My mind is everywhere after the past few days, and you'll probably wonder why I'd even want to blog about it...but I need some release for my thoughts and fears - it's cathartic.

I'll start from Sunday and work my way through the week. Other days may be on different posts.

We were told on Sunday evening that it was very likely she would be transferred from UCLH to GOSH on Monday morning. But we knew that this was subject to there being no emergencies during the night meaning her cot would be taken up.
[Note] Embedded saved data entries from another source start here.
use crate::error::{BundleError, Result};
use serde::{Deserialize, Serialize};
use std::fs;
use std::path::Path;

const CONFIG_FILENAME: &str = "notebundle.json";
const DEFAULT_BODY_EXT: &str = ".md";
const DEFAULT_COMPRESSION_LEVEL: u32 = 6;
const DEFAULT_MAX_NAME_LEN: usize = 64;
const MAX_COMPRESSION_LEVEL: u32 = 9;

/// Settings shared by export and import. Both sides must agree on `body_ext`.
#[derive(Debug, Clone, Serialize, Deserialize, PartialEq, Eq)]
pub struct BundleConfig {
    /// gzip level applied to the whole archive (0 = store, 9 = best)
    #[serde(default = "default_compression_level")]
    pub compression_level: u32,

    /// Suffix of the note body entry (e.g. ".md")
    #[serde(default = "default_body_ext")]
    pub body_ext: String,

    /// Longest generated filename, in chars, before collision suffixes
    #[serde(default = "default_max_name_len")]
    pub max_name_len: usize,
}

fn default_compression_level() -> u32 {
    DEFAULT_COMPRESSION_LEVEL
}

fn default_body_ext() -> String {
    DEFAULT_BODY_EXT.to_string()
}

fn default_max_name_len() -> usize {
    DEFAULT_MAX_NAME_LEN
}

impl Default for BundleConfig {
    fn default() -> Self {
        Self {
            compression_level: DEFAULT_COMPRESSION_LEVEL,
            body_ext: DEFAULT_BODY_EXT.to_string(),
            max_name_len: DEFAULT_MAX_NAME_LEN,
        }
    }
}

impl BundleConfig {
    /// Load config from the given directory, or return defaults if not found
    pub fn load<P: AsRef<Path>>(config_dir: P) -> Result<Self> {
        let config_path = config_dir.as_ref().join(CONFIG_FILENAME);

        if !config_path.exists() {
            return Ok(Self::default());
        }

        let content = fs::read_to_string(&config_path).map_err(BundleError::Io)?;
        let mut config: BundleConfig =
            serde_json::from_str(&content).map_err(BundleError::Serialization)?;
        config.validate()?;
        let ext = config.body_ext.clone();
        config.set_body_ext(&ext);
        Ok(config)
    }

    /// Save config to the given directory
    pub fn save<P: AsRef<Path>>(&self, config_dir: P) -> Result<()> {
        let config_dir = config_dir.as_ref();

        if !config_dir.exists() {
            fs::create_dir_all(config_dir).map_err(BundleError::Io)?;
        }

        let config_path = config_dir.join(CONFIG_FILENAME);
        let content = serde_json::to_string_pretty(self).map_err(BundleError::Serialization)?;
        fs::write(config_path, content).map_err(BundleError::Io)?;
        Ok(())
    }

    fn validate(&self) -> Result<()> {
        if self.max_name_len == 0 {
            return Err(BundleError::Config(
                "max_name_len must be at least 1".to_string(),
            ));
        }
        if self.body_ext.trim_start_matches('.').is_empty() {
            return Err(BundleError::Config("body_ext must not be empty".to_string()));
        }
        Ok(())
    }

    /// Set the body extension (normalizes to start with a dot)
    pub fn set_body_ext(&mut self, ext: &str) {
        if ext.starts_with('.') {
            self.body_ext = ext.to_string();
        } else {
            self.body_ext = format!(".{}", ext);
        }
    }

    /// The level handed to the gzip encoder, clamped to the valid range.
    pub fn compression(&self) -> flate2::Compression {
        flate2::Compression::new(self.compression_level.min(MAX_COMPRESSION_LEVEL))
    }

    pub fn max_name_len(&self) -> usize {
        self.max_name_len.max(1)
    }
}
//! # API Facade
//!
//! Entry points for hosts that hold a document tree and want it on disk (or in
//! a byte stream) and back. Each call owns its archive for its whole duration:
//!
//! - the container is opened at the start of the call
//! - the tree walk in [`commands`] reads or writes entries through the
//!   archive traits
//! - the container is finished and released before the call returns, on
//!   success and on failure alike
//!
//! File exports go through a temporary sibling file that is renamed into place
//! only once the archive is complete, so a failed export never leaves a file
//! that looks like a finished bundle.

use crate::archive::{TarGzReader, TarGzWriter};
use crate::commands::{self, ExportReport};
use crate::config::BundleConfig;
use crate::error::{BundleError, Result};
use crate::model::DocumentNode;
use std::ffi::OsString;
use std::fs::{self, File};
use std::io::{BufWriter, Read, Write};
use std::path::{Path, PathBuf};
use tracing::{debug, warn};

/// A document format a host application can export to.
pub trait ExportStrategy {
    fn export(&self, path: &Path, root: &DocumentNode) -> Result<ExportReport>;
}

/// The tar.gz + `index.json` format.
#[derive(Debug, Clone, Default)]
pub struct IndexedArchive {
    config: BundleConfig,
}

impl IndexedArchive {
    pub fn new(config: BundleConfig) -> Self {
        Self { config }
    }

    pub fn config(&self) -> &BundleConfig {
        &self.config
    }

    pub fn import(&self, path: &Path) -> Result<DocumentNode> {
        import_file(path, &self.config)
    }
}

impl ExportStrategy for IndexedArchive {
    fn export(&self, path: &Path, root: &DocumentNode) -> Result<ExportReport> {
        export_file(path, root, &self.config)
    }
}

/// Exports `root` as a complete archive into `sink` and hands the sink back.
pub fn export_to_writer<W: Write>(
    sink: W,
    root: &DocumentNode,
    config: &BundleConfig,
) -> Result<(W, ExportReport)> {
    let mut writer = TarGzWriter::new(sink, config.compression());
    let report = commands::export::run(&mut writer, root, config)?;
    let sink = writer.finish()?;
    Ok((sink, report))
}

pub fn import_from_reader<R: Read>(source: R, config: &BundleConfig) -> Result<DocumentNode> {
    let reader = TarGzReader::from_reader(source)?;
    commands::import::run(&reader, config)
}

/// Exports `root` to `path`, replacing any existing file only on success.
pub fn export_file(path: &Path, root: &DocumentNode, config: &BundleConfig) -> Result<ExportReport> {
    if let Some(parent) = path.parent() {
        if !parent.as_os_str().is_empty() && !parent.exists() {
            fs::create_dir_all(parent)?;
        }
    }

    let temp_path = temp_path_for(path);
    match write_archive_file(&temp_path, root, config) {
        Ok((report, archive_bytes)) => {
            if let Err(e) = fs::rename(&temp_path, path) {
                let _ = fs::remove_file(&temp_path);
                return Err(e.into());
            }
            debug!(path = %path.display(), archive_bytes, "Archive written");
            Ok(ExportReport {
                path: Some(path.to_path_buf()),
                archive_bytes: Some(archive_bytes),
                ..report
            })
        }
        Err(e) => {
            warn!(path = %path.display(), error = %e, "Export failed, discarding partial archive");
            let _ = fs::remove_file(&temp_path);
            Err(e)
        }
    }
}

pub fn import_file(path: &Path, config: &BundleConfig) -> Result<DocumentNode> {
    let reader = TarGzReader::open(path)?;
    debug!(path = %path.display(), "Archive opened");
    commands::import::run(&reader, config)
}

/// Writes and syncs the complete archive at `path`, returning its size.
fn write_archive_file(
    path: &Path,
    root: &DocumentNode,
    config: &BundleConfig,
) -> Result<(ExportReport, u64)> {
    let file = File::create(path)?;
    let (buffered, report) = export_to_writer(BufWriter::new(file), root, config)?;
    let file = buffered
        .into_inner()
        .map_err(|e| BundleError::Io(e.into_error()))?;
    file.sync_all()?;
    let archive_bytes = file.metadata()?.len();
    Ok((report, archive_bytes))
}

fn temp_path_for(path: &Path) -> PathBuf {
    let mut name = OsString::from(path.as_os_str());
    name.push(".tmp");
    PathBuf::from(name)
}

#[cfg(test)]
mod tests {
    use super::*;
    use crate::model::Note;
    use tempfile::TempDir;

    fn sample() -> DocumentNode {
        DocumentNode::branch("Root")
            .with_child(DocumentNode::note("Draft", Note::new("a")))
            .with_child(DocumentNode::note("Draft", Note::new("b")))
    }

    #[test]
    fn test_export_file_reports_path_and_size() {
        let dir = TempDir::new().unwrap();
        let path = dir.path().join("out").join("doc.tar.gz");

        let report = export_file(&path, &sample(), &BundleConfig::default()).unwrap();

        assert_eq!(report.path.as_deref(), Some(path.as_path()));
        assert_eq!(report.archive_bytes, Some(fs::metadata(&path).unwrap().len()));
        assert_eq!(report.notes, 2);
        assert!(!temp_path_for(&path).exists());
    }

    #[test]
    fn test_archive_size_is_taken_from_the_temp_file() {
        let dir = TempDir::new().unwrap();
        let temp = dir.path().join("doc.tar.gz.tmp");

        let (report, archive_bytes) =
            write_archive_file(&temp, &sample(), &BundleConfig::default()).unwrap();
        assert_eq!(archive_bytes, fs::metadata(&temp).unwrap().len());
        assert_eq!(report.path, None);

        // The rename does not change the size, so it is the reported one
        let path = dir.path().join("doc.tar.gz");
        let report = export_file(&path, &sample(), &BundleConfig::default()).unwrap();
        assert_eq!(report.archive_bytes, Some(archive_bytes));
    }

    #[test]
    fn test_rejected_tree_leaves_nothing() {
        let dir = TempDir::new().unwrap();
        let path = dir.path().join("doc.tar.gz");
        let note = Note::new("").with_attachment(crate::model::Attachment::new("./a", vec![1]));
        let root = DocumentNode::branch("Root").with_child(DocumentNode::note("n", note));

        let err = export_file(&path, &root, &BundleConfig::default()).unwrap_err();
        assert!(matches!(err, BundleError::InvalidAttachmentName { .. }));
        assert!(!path.exists());
        assert!(!temp_path_for(&path).exists());
    }

    #[test]
    fn test_export_file_failure_leaves_nothing() {
        let dir = TempDir::new().unwrap();
        let blocker = dir.path().join("blocker");
        fs::write(&blocker, "a file, not a directory").unwrap();
        let path = blocker.join("doc.tar.gz");

        let err = export_file(&path, &sample(), &BundleConfig::default()).unwrap_err();
        assert!(err.is_archive_failure());
        assert!(!path.exists());
    }

    #[test]
    fn test_import_missing_file_is_io_error() {
        let dir = TempDir::new().unwrap();
        let err = import_file(&dir.path().join("nope.tar.gz"), &BundleConfig::default())
            .unwrap_err();
        assert!(matches!(err, BundleError::Io(_)));
    }

    #[test]
    fn test_strategy_roundtrip() {
        let dir = TempDir::new().unwrap();
        let path = dir.path().join("doc.tar.gz");
        let format = IndexedArchive::default();

        let strategy: &dyn ExportStrategy = &format;
        strategy.export(&path, &sample()).unwrap();

        assert_eq!(format.import(&path).unwrap(), sample());
    }

    #[test]
    fn test_stream_roundtrip() {
        let config = BundleConfig::default();
        let (bytes, report) = export_to_writer(Vec::new(), &sample(), &config).unwrap();
        assert_eq!(report.path, None);

        let root = import_from_reader(bytes.as_slice(), &config).unwrap();
        assert_eq!(root, sample());
    }

    #[test]
    fn test_import_plain_tar_gz_without_manifest() {
        let mut writer = TarGzWriter::new(Vec::new(), flate2::Compression::default());
        crate::archive::EntryWriter::write_entry_text(&mut writer, "readme.txt", "hi").unwrap();
        let bytes = writer.finish().unwrap();

        let err = import_from_reader(bytes.as_slice(), &BundleConfig::default()).unwrap_err();
        assert!(matches!(err, BundleError::InvalidFormat(_)));
    }
}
I was torn...while I desperately wanted the transfer I knew what it would mean
once she was there - that surgery would soon follow, and I wasn't ready.

At 8am Monday morning we were sceptical whether the move would happen.
At 10am we were given a 10minute warning that the CATS (Children's Acute Transfer Service) were on their way to collect her.
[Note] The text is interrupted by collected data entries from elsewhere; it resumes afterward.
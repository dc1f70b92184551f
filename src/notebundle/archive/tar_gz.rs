use super::memory::MemArchive;
use super::{EntryReader, EntryWriter};
use crate::error::{BundleError, Result};
use flate2::read::GzDecoder;
use flate2::write::GzEncoder;
use flate2::Compression;
use std::fs::File;
use std::io::{BufReader, Read, Write};
use std::path::Path;
use tar::{Archive, Builder, EntryType, Header};
use tracing::trace;

/// Buffers entries and writes them out as a tar.gz stream on [`finish`](Self::finish).
///
/// Nothing reaches the sink before `finish`; dropping the writer discards
/// every buffered entry.
pub struct TarGzWriter<W: Write> {
    sink: W,
    compression: Compression,
    entries: MemArchive,
}

impl<W: Write> TarGzWriter<W> {
    pub fn new(sink: W, compression: Compression) -> Self {
        Self {
            sink,
            compression,
            entries: MemArchive::new(),
        }
    }

    /// Number of entries buffered so far.
    pub fn len(&self) -> usize {
        self.entries.len()
    }

    pub fn is_empty(&self) -> bool {
        self.entries.is_empty()
    }

    /// Writes the archive and hands back the sink.
    ///
    /// Entries keep the order of their first write. Headers carry a zero mtime
    /// so the same entries always produce the same bytes.
    pub fn finish(self) -> Result<W> {
        let encoder = GzEncoder::new(self.sink, self.compression);
        let mut builder = Builder::new(encoder);

        for (path, data) in self.entries.iter() {
            let mut header = Header::new_gnu();
            header.set_entry_type(EntryType::Regular);
            header.set_size(data.len() as u64);
            header.set_mode(0o644);
            header.set_mtime(0);

            builder
                .append_data(&mut header, path, data)
                .map_err(|e| BundleError::archive(format!("append '{}': {}", path, e)))?;
            trace!(path, bytes = data.len(), "Wrote entry");
        }

        let encoder = builder
            .into_inner()
            .map_err(|e| BundleError::archive(format!("tar finish: {}", e)))?;
        let mut sink = encoder
            .finish()
            .map_err(|e| BundleError::archive(format!("gzip finish: {}", e)))?;
        sink.flush()?;
        Ok(sink)
    }
}

impl<W: Write> EntryWriter for TarGzWriter<W> {
    fn write_entry(&mut self, path: &str, data: &[u8]) -> Result<()> {
        self.entries.write_entry(path, data)
    }
}

/// A tar.gz archive loaded fully into memory.
///
/// The source is consumed and released while opening; later reads never
/// touch it again.
#[derive(Debug)]
pub struct TarGzReader {
    entries: MemArchive,
}

impl TarGzReader {
    pub fn open(path: &Path) -> Result<Self> {
        let file = File::open(path)?;
        Self::from_reader(BufReader::new(file))
    }

    pub fn from_reader<R: Read>(source: R) -> Result<Self> {
        let mut archive = Archive::new(GzDecoder::new(source));
        let mut entries = MemArchive::new();

        for entry in archive
            .entries()
            .map_err(|e| BundleError::archive(e.to_string()))?
        {
            let mut entry = entry.map_err(|e| BundleError::archive(e.to_string()))?;
            if !entry.header().entry_type().is_file() {
                continue;
            }

            let raw_path = entry.path_bytes().into_owned();
            let path = String::from_utf8(raw_path).map_err(|source| BundleError::Encoding {
                path: String::from_utf8_lossy(source.as_bytes()).into_owned(),
                source,
            })?;

            let mut data = Vec::new();
            entry
                .read_to_end(&mut data)
                .map_err(|e| BundleError::archive(format!("read {}: {}", path, e)))?;
            trace!(path = %path, bytes = data.len(), "Read entry");

            // A repeated name overrides the earlier copy
            entries.write_entry(&path, &data)?;
        }

        Ok(Self { entries })
    }
}

impl EntryReader for TarGzReader {
    fn find_entry(&self, path: &str) -> Result<Option<Vec<u8>>> {
        self.entries.find_entry(path)
    }

    fn entry_names(&self) -> Vec<String> {
        self.entries.entry_names()
    }
}
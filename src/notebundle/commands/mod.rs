//! The two tree walks: [`export`] turns a [`DocumentNode`](crate::model::DocumentNode)
//! into archive entries plus a manifest, [`import`] does the reverse.
//!
//! Both work against the archive traits only and never open or close a
//! container themselves; that is the job of [`crate::api`].

use std::path::PathBuf;

pub mod export;
pub mod import;

/// Summary of one export.
#[derive(Debug, Default, Clone, PartialEq, Eq)]
pub struct ExportReport {
    pub branches: usize,
    pub notes: usize,
    pub attachments: usize,
    /// Entries written, manifest included
    pub entries: usize,
    /// Set for exports to a file
    pub path: Option<PathBuf>,
    /// Final archive size, for exports to a file
    pub archive_bytes: Option<u64>,
}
They arrived on the ward with what I can only describe as a Bobsleigh. If it wasn't such a serious situation I would have been in stitches laughing at the sight of her strapped in there, eyes wide open wondering where the hell she was going.

It's so heartbreaking when you think that so far - the short journey from hospital to hospital is the only time she's spent on the outside world.
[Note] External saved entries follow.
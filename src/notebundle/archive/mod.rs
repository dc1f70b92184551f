//! # Archive Access Layer
//!
//! The codec never touches the container format directly. It reads and writes
//! named entries through [`EntryReader`] and [`EntryWriter`], so the tree walk
//! can be tested against memory and shipped against a compressed file.
//!
//! ## Implementations
//!
//! - [`tar_gz::TarGzWriter`] / [`tar_gz::TarGzReader`]: tar archive compressed
//!   with gzip. The writer buffers every entry and only produces bytes on
//!   `finish`; the reader loads the whole archive when it is opened.
//! - [`memory::MemArchive`]: map-backed archive for tests and in-process use.
//!
//! ## Entry Names
//!
//! Entries are addressed by slash-separated, case-sensitive path strings.
//! There are no directory objects: a directory is just a shared prefix.
//!
//! ## Absent vs Empty
//!
//! [`EntryReader::find_entry`] reports absence as `None`, keeping it apart from
//! an entry that exists with zero bytes. [`EntryReader::read_entry`] folds both
//! into an empty payload for callers that do not care.

use crate::error::{BundleError, Result};

pub mod memory;
pub mod tar_gz;

pub use memory::MemArchive;
pub use tar_gz::{TarGzReader, TarGzWriter};

/// Read side of an archive.
pub trait EntryReader {
    /// Raw bytes of an entry, or `None` if the archive has no such entry.
    fn find_entry(&self, path: &str) -> Result<Option<Vec<u8>>>;

    /// Names of all entries, in archive order.
    fn entry_names(&self) -> Vec<String>;

    /// Raw bytes of an entry; an absent entry reads as empty.
    fn read_entry(&self, path: &str) -> Result<Vec<u8>> {
        Ok(self.find_entry(path)?.unwrap_or_default())
    }

    /// An entry decoded as UTF-8; an absent entry reads as empty.
    fn read_entry_text(&self, path: &str) -> Result<String> {
        decode_text(path, self.read_entry(path)?)
    }

    fn contains_entry(&self, path: &str) -> Result<bool> {
        Ok(self.find_entry(path)?.is_some())
    }
}

/// Write side of an archive. Writing an existing path replaces its payload.
pub trait EntryWriter {
    fn write_entry(&mut self, path: &str, data: &[u8]) -> Result<()>;

    fn write_entry_text(&mut self, path: &str, text: &str) -> Result<()> {
        self.write_entry(path, text.as_bytes())
    }
}

pub(crate) fn decode_text(path: &str, data: Vec<u8>) -> Result<String> {
    String::from_utf8(data).map_err(|source| BundleError::Encoding {
        path: path.to_string(),
        source,
    })
}
use super::{EntryReader, EntryWriter};
use crate::error::{BundleError, Result};
use std::collections::HashMap;

/// In-memory archive.
///
/// Keeps entries in insertion order like the on-disk writer, so layouts
/// produced here match what ends up in a tar.gz file.
#[derive(Debug, Default, Clone)]
pub struct MemArchive {
    entries: Vec<(String, Vec<u8>)>,
    index: HashMap<String, usize>,
    simulate_write_error: bool,
}

impl MemArchive {
    pub fn new() -> Self {
        Self::default()
    }

    /// Enable write error simulation for testing error handling.
    pub fn set_simulate_write_error(&mut self, simulate: bool) {
        self.simulate_write_error = simulate;
    }

    /// Removes an entry, returning its payload.
    pub fn remove_entry(&mut self, path: &str) -> Option<Vec<u8>> {
        let pos = self.index.remove(path)?;
        let (_, data) = self.entries.remove(pos);
        for slot in self.index.values_mut() {
            if *slot > pos {
                *slot -= 1;
            }
        }
        Some(data)
    }

    pub(crate) fn iter(&self) -> impl Iterator<Item = (&str, &[u8])> {
        self.entries
            .iter()
            .map(|(name, data)| (name.as_str(), data.as_slice()))
    }

    pub fn len(&self) -> usize {
        self.entries.len()
    }

    pub fn is_empty(&self) -> bool {
        self.entries.is_empty()
    }
}

impl EntryReader for MemArchive {
    fn find_entry(&self, path: &str) -> Result<Option<Vec<u8>>> {
        Ok(self.index.get(path).map(|&i| self.entries[i].1.clone()))
    }

    fn entry_names(&self) -> Vec<String> {
        self.entries.iter().map(|(name, _)| name.clone()).collect()
    }
}

impl EntryWriter for MemArchive {
    fn write_entry(&mut self, path: &str, data: &[u8]) -> Result<()> {
        if self.simulate_write_error {
            return Err(BundleError::archive("Simulated write error"));
        }
        match self.index.get(path) {
            Some(&i) => self.entries[i].1 = data.to_vec(),
            None => {
                self.index.insert(path.to_string(), self.entries.len());
                self.entries.push((path.to_string(), data.to_vec()));
            }
        }
        Ok(())
    }
}
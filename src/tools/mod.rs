// SPDX-FileCopyrightText: 2026 Bruno Meilick
// SPDX-License-Identifier: LicenseRef-Nereid-FreeUse-NoCopy-NoDerivatives
//
// All rights reserved.
//
// This file is part of Proteus and is proprietary software.
// Unauthorized copying, modification, or distribution is prohibited.

//! Tool Execution Pipeline, capability registry and the serial execution queue.
//!
//! Every capability, built-in or not, is invoked through [`ToolPipeline::run`], which validates
//! the call, runs it under a timeout and cancellation token, and normalizes the outcome into a
//! [`ToolResult`]. [`SerialQueue`] keeps at most one pipeline run in flight.

use std::sync::Arc;
use std::time::Duration;

use async_trait::async_trait;
use indexmap::IndexMap;
use serde_json::Value;
use tokio_util::sync::CancellationToken;

use crate::error::ToolResult;
use crate::model::CallId;

pub mod diagram;
mod pipeline;
mod queue;

pub use diagram::{
    register_diagram_tools, DiagramEditBatch, DiagramRead, EditBatchOutput, EditBatchParams,
    ReadOutput, ReadParams, EDIT_BATCH_TOOL, READ_TOOL,
};
pub use pipeline::{FatalReportError, PipelineStage, ResultReporter, ToolPipeline};
pub use queue::{QueueError, QueueStatus, SerialQueue, TaskHandle};

/// A named operation callable through the pipeline.
#[async_trait]
pub trait Capability: Send + Sync {
    fn name(&self) -> &str;

    fn description(&self) -> &str {
        ""
    }

    /// JSON Schema for the raw input. A capability without one cannot be executed.
    fn input_schema(&self) -> Option<Value>;

    fn timeout(&self) -> Duration;

    fn is_executable(&self) -> bool {
        true
    }

    /// Whether the capability watches its cancellation token itself. The pipeline then lets it
    /// settle instead of dropping it when the token fires.
    fn observes_cancellation(&self) -> bool {
        false
    }

    /// Runs the capability. Structured failures are returned as [`ToolResult::Failure`]; an `Err`
    /// is reserved for failures the capability could not classify.
    async fn execute(&self, input: Value, cancel: CancellationToken) -> anyhow::Result<ToolResult>;
}

pub(crate) enum SchemaState {
    Missing,
    Invalid(String),
    Ready(jsonschema::Validator),
}

pub(crate) struct Registered {
    pub(crate) capability: Arc<dyn Capability>,
    pub(crate) schema: SchemaState,
}

/// Capabilities by name, in registration order. Schemas are compiled once at registration.
#[derive(Default)]
pub struct CapabilityRegistry {
    entries: IndexMap<String, Registered>,
}

impl CapabilityRegistry {
    pub fn new() -> Self {
        Self::default()
    }

    /// Registers `capability`, replacing any previous one with the same name.
    pub fn register(&mut self, capability: Arc<dyn Capability>) {
        let schema = match capability.input_schema() {
            None => SchemaState::Missing,
            Some(schema) => match jsonschema::validator_for(&schema) {
                Ok(validator) => SchemaState::Ready(validator),
                Err(err) => SchemaState::Invalid(err.to_string()),
            },
        };
        self.entries.insert(capability.name().to_owned(), Registered { capability, schema });
    }

    pub fn contains(&self, name: &str) -> bool {
        self.entries.contains_key(name)
    }

    pub fn names(&self) -> impl Iterator<Item = &str> + '_ {
        self.entries.keys().map(String::as_str)
    }

    pub fn len(&self) -> usize {
        self.entries.len()
    }

    pub fn is_empty(&self) -> bool {
        self.entries.is_empty()
    }

    pub(crate) fn get(&self, name: &str) -> Option<&Registered> {
        self.entries.get(name)
    }
}

/// One invocation request.
#[derive(Debug, Clone, PartialEq)]
pub struct ToolCall {
    pub id: CallId,
    pub name: String,
    pub input: Value,
}

impl ToolCall {
    pub fn new(name: impl Into<String>, input: Value) -> Self {
        Self { id: CallId::generate(), name: name.into(), input }
    }
}

#[cfg(test)]
mod tests;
Watching them wheel her out of the ward was awful, my poor little girl going for a ride in am ambulance and she had no idea.

As we sat down in the Hospital cafe the CATS team phoned Mark to say they had arrived safely and that they'd handed her over to GOSH. She was in Cot 13 - typical!

She had always seemed so big in UCLH, mainly because she was inside an incubator. When we finally made our way across to GOSH and found Cot 13, she was now in a normal glass Cot. She looked tiny. Where as previously she'd been dressed only in a nappy - she was now swaddled in a blanket which made her look even smaller, we could only see her tiny face.

We met a Doctor that very afternoon who told us they were booking her operation for the very next day.
This was it, it was all happening - and so, so fast!!!

I knew this is why we were here. I knew that she couldn't survive without the surgery. But that doesn't make it any easier. I just wished she didn't require surgery full stop.

The rest of the afternoon was a constant stream of Doctor's, Consultants, Specialists, test after test after test.
An Echo was performed which seemed to take forever. Having to hold Martha still was a hell of a challenge as they needed images from all sorts of angles, and she had to be held in the most uncomfortable positions for this.

At thea end of the Echo the technician very matter of factly said (in a French accent) "Ok...I don't think they will be able to close the VSD!!! But we'll discuss it in the morning". To which I freaked out - how the hell was I supposed to take that? I demanded he explained what he meant.

Apparently as the VSD is so large and her actual heart is small they don't repair VSD's in babies under 3kg (Martha was 2.75kg) but what they would do instead is fit a band around her Pulmonary Aorta to stop her lungs being flooded with blood and bring her back for another operation in a few months when she is bigger to close the VSD.

Once I was given this explanation I was fine. Well maybe not fine but I wasn't freaking out as much anymore.
But this was it...what we'd come to London for. I only hoped I was doing the right thing.